Social aspects of computing, as they appear in group decision making, fair distribution, equity of utilities etc. can often not be expressed by simple function evaluations alone. Relational mathematics, which is studied in mathematical economics and social choice theory, provides a rich and general framework and appears to to be a natural and direct way to paraphrase corresponding optimization goals, to represent user preferences, to justify fairness criterions, or to valuate utility. In this lecture, we will focus on the specific application aspects of formal relations for design, control and data mining problems. The lecture will have two main parts. In the first part, we want to recall some concepts from mathematical economics, esp. the Arrow theorem and the relational approach by Suzumura, and from this present a suite of relations that are able to represent fairness as mediator between user preference and application domain dominance. Starting with the "classical" fairness relations maxmin fairness, proportional fairness and lexicographic minimum, we can recover their mutual relationships and their design flexibility in order to define further relations, with regard to e.g. multi-fairness, ordered fairness, self-weighted fairness, grouped fairness, and fuzzy fairness. In the second part, we want to illustrate and demonstrate the application of these concepts for basic data processing and optimization tasks, for example routing path selection, congestion control, wireless channel allocation, and relaying from the network design and control domain. We will also study the tractability of related problems, and we will present generic approaches by meta-heuristic algorithms, esp. algorithms obtained from suitable modifications of evolutionary multi-objective optimization algorithms that can cope with a broad spectrum of search and approximation problems, and which are not generally affected by the No Free Lunch theorems.

Prerequisities

At the beginning, the lecture will refer to some abstract mathematical concepts, while later parts will focus on the application of these concepts. All needed mathematical prerequisites, esp. elementary set theory will be recalled.

Preparation

Some recommended readings:
  • L. E. Dubins and E. H. Spanier, "How to cut a cake fairly," The American Mathematical Monthly, vol. 68, no. 1, pp. 1-17, 1961.
  • Kotaro Suzumura, "Rational choice, collective decisions, and social welfare," Cambridge University Press, 1983, 2009.
  • Gunther Schmidt, "Relational Mathematics," Cambridge University Press, 2011.
  • Christoph Boergers, "Mathematics of Social Choice: Voting, Compensation, and Division," SIAM, 2010.

Syllabus

Part I: Fairness Relations

  • Mathematical Economics: Arrow Theorem, Suzumura Rationalizability
  • Recalling Relations and Maximum Sets
  • Bottleneck Flow Control and Maxmin/Leximin Fairness
  • Parabolic Fairness
  • Utility, Proportional Fairness and some variants
  • Fuzzy Fairness Relations
  • Design your own Fairness Relation at home...

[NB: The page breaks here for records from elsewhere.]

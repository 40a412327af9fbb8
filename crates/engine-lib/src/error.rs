//! Error types for the remediation engine

use thiserror::Error;

/// Errors surfaced to callers of the engine
#[derive(Debug, Error)]
pub enum EngineError {
    /// The submitted event is missing required fields. Not retried; the
    /// caller must resubmit corrected data.
    #[error("malformed incident: {0}")]
    MalformedIncident(String),

    /// The history store could not durably record an outcome.
    #[error("history append failed: {cause}")]
    HistoryAppend { cause: anyhow::Error },

    /// The per-workload worker terminated before replying.
    #[error("worker for {workload} terminated before replying")]
    WorkerTerminated { workload: String },
}

/// Errors from the cluster resource interface
#[derive(Debug, Error)]
pub enum ClusterError {
    /// The version token was stale at write time.
    #[error("version conflict")]
    Conflict,

    /// The addressed resource or instance does not exist.
    #[error("resource not found")]
    NotFound,

    /// The request exceeded its deadline.
    #[error("request timed out")]
    Timeout,

    #[error("transport error: {0}")]
    Transport(String),
}

impl From<reqwest::Error> for ClusterError {
    fn from(err: reqwest::Error) -> Self {
        if err.is_timeout() {
            ClusterError::Timeout
        } else {
            ClusterError::Transport(err.to_string())
        }
    }
}
//! Incident submission and result polling commands

use std::collections::HashMap;

use anyhow::{Context, Result};
use tabled::Tabled;

use crate::client::{AcceptedResponse, ActionResult, ApiClient, RawEvent, WorkloadRef};
use crate::output::{
    color_outcome, format_value, print_info, print_success, print_table, OutputFormat,
};

/// Arguments for the submit command
pub struct SubmitArgs {
    pub kind: String,
    pub namespace: String,
    pub name: String,
    pub incident_type: String,
    pub params: Vec<String>,
    pub instances: Vec<String>,
    pub source: String,
    pub detach: bool,
}

/// Row for the result table
#[derive(Tabled, serde::Serialize)]
struct ResultRow {
    #[tabled(rename = "Incident")]
    incident_id: String,
    #[tabled(rename = "Action")]
    action: String,
    #[tabled(rename = "Old")]
    old_value: String,
    #[tabled(rename = "New")]
    new_value: String,
    #[tabled(rename = "Outcome")]
    outcome: String,
    #[tabled(rename = "Reason")]
    reason_code: String,
}

impl ResultRow {
    fn from_result(result: &ActionResult) -> Self {
        Self {
            incident_id: result.incident_id.clone(),
            action: result.action_kind.clone(),
            old_value: format_value(&result.old_value),
            new_value: format_value(&result.new_value),
            outcome: color_outcome(&result.outcome),
            reason_code: result.reason_code.clone(),
        }
    }
}

/// Parse a key=value parameter; numeric values become JSON numbers
pub fn parse_param(raw: &str) -> Result<(String, serde_json::Value)> {
    let (key, value) = raw
        .split_once('=')
        .with_context(|| format!("Invalid parameter '{}', expected key=value", raw))?;

    let value = match value.parse::<f64>() {
        Ok(n) => serde_json::json!(n),
        Err(_) => serde_json::json!(value),
    };

    Ok((key.to_string(), value))
}

/// Submit an incident for remediation
pub async fn submit_incident(
    client: &ApiClient,
    args: SubmitArgs,
    format: OutputFormat,
) -> Result<()> {
    let mut raw_parameters = HashMap::new();
    for param in &args.params {
        let (key, value) = parse_param(param)?;
        raw_parameters.insert(key, value);
    }

    let event = RawEvent {
        source: args.source,
        workload_ref: WorkloadRef {
            kind: args.kind,
            namespace: args.namespace,
            name: args.name,
        },
        type_hint: args.incident_type,
        timestamp: chrono::Utc::now().to_rfc3339(),
        instance_refs: args.instances,
        raw_parameters,
    };

    if args.detach {
        let accepted: AcceptedResponse = client
            .post("api/v1/incidents?mode=async", &event)
            .await?;
        print_info(&format!(
            "Incident accepted, poll with: rem get incident {}",
            accepted.incident_id
        ));
        return Ok(());
    }

    let result: ActionResult = client.post("api/v1/incidents", &event).await?;

    match result.outcome.as_str() {
        "applied" => print_success(&format!("Remediation {}", result.reason_code)),
        _ => print_info(&format!(
            "Remediation {}: {}",
            result.outcome, result.reason_code
        )),
    }
    print_table(&[ResultRow::from_result(&result)], format);

    Ok(())
}

/// Poll the result of a submitted incident
pub async fn get_incident(client: &ApiClient, id: &str, format: OutputFormat) -> Result<()> {
    let response: serde_json::Value = client.get(&format!("api/v1/incidents/{}", id)).await?;

    if response.get("status").and_then(|s| s.as_str()) == Some("pending") {
        print_info("Incident is still being processed");
        return Ok(());
    }

    let result: ActionResult =
        serde_json::from_value(response).context("Failed to parse incident result")?;
    print_table(&[ResultRow::from_result(&result)], format);

    Ok(())
}

#[cfg(test)]
mod tests {
    use super::*;

    #[test]
    fn test_parse_param_numeric() {
        let (key, value) = parse_param("currentMemoryLimitMi=96").unwrap();
        assert_eq!(key, "currentMemoryLimitMi");
        assert_eq!(value, serde_json::json!(96.0));
    }

    #[test]
    fn test_parse_param_text() {
        let (key, value) = parse_param("nodeName=worker-3").unwrap();
        assert_eq!(key, "nodeName");
        assert_eq!(value, serde_json::json!("worker-3"));
    }

    #[test]
    fn test_parse_param_invalid() {
        assert!(parse_param("no-equals-sign").is_err());
    }
}
//! Engine status command

use anyhow::Result;
use tabled::Tabled;

use crate::client::{ApiClient, HealthResponse, ReadinessResponse};
use crate::output::{color_status, print_table, print_warning, OutputFormat};

/// Row for the component status table
#[derive(Tabled, serde::Serialize)]
struct ComponentRow {
    #[tabled(rename = "Component")]
    component: String,
    #[tabled(rename = "Status")]
    status: String,
    #[tabled(rename = "Message")]
    message: String,
}

/// Fetch and display engine health and readiness
pub async fn show_status(client: &ApiClient, format: OutputFormat) -> Result<()> {
    let health: HealthResponse = client.get("healthz").await?;
    let readiness: ReadinessResponse = client.get("readyz").await?;

    println!(
        "Engine: {}  Ready: {}",
        color_status(&health.status),
        color_status(if readiness.ready { "ready" } else { "pending" })
    );
    if let Some(reason) = readiness.reason {
        print_warning(&reason);
    }

    let mut rows: Vec<ComponentRow> = health
        .components
        .iter()
        .map(|(name, component)| ComponentRow {
            component: name.clone(),
            status: color_status(&component.status),
            message: component.message.clone().unwrap_or_default(),
        })
        .collect();
    rows.sort_by(|a, b| a.component.cmp(&b.component));

    print_table(&rows, format);

    Ok(())
}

Part II: Meta-Heuristic Approaches and Applications

  • Relational Evolution
  • Fair Routing
  • Multi-Fairness and Catastrophy Avoidance
  • Multi-Relational Data Analysis
  • No Free Lunch Theorems and Relational Optimization

Lecturer

Mario Koeppen
Professor, Network Design and Research Center, Kyushu Institute of Technology, 680-4, Kawazu, Iizuka, Fukuoka 820-8502 JAPAN

Homepage: http://science.mkoeppen.com

Bio:

mkoeppen.jpg, 39kB

Mario Koeppen was born in 1964. He studied physics at the Humboldt-University of Berlin and received his master degree in solid state physics in 1991. Afterwards, he worked as scientific assistant at the Central Institute for Cybernetics and Information Processing in Berlin and changed his main research interests to image processing and neural networks. From 1992 to 2006, he was working with the Fraunhofer Institute for Production Systems and Design Technology. He continued his works on the industrial applications of image processing, pattern recognition, and soft computing, esp. evolutionary computation. During this period, he achieved the doctoral degree at the Technical University Berlin with his thesis works: "Development of an intelligent image processing system by using soft computing" with honors. He has published around 150 peer-reviewed papers in conference proceedings, journals and books and was active in the organization of various conferences as chair or member of the program committee, incl. the WSC on-line conference series on Soft Computing in Industrial Applications, and the HIS conference series on Hybrid Intelligent Systems. He is founding member of the World Federation of Soft Computing, and also member of the editorial board of the Applied Soft Computing journal, the Intl. Journal on Hybrid Intelligent Systems and the Intl. Journal on Computational Intelligence Reserach. In 2006, he became JSPS fellow at the Kyushu Institute of Technology in Japan, and in 2008 Professor at the Network Design and Reserach Center (NDRC) of the Kyushu Institute of Technology, where he is conducting now research in the fields of multi-objective optimization, digital convergence and multimodal content management.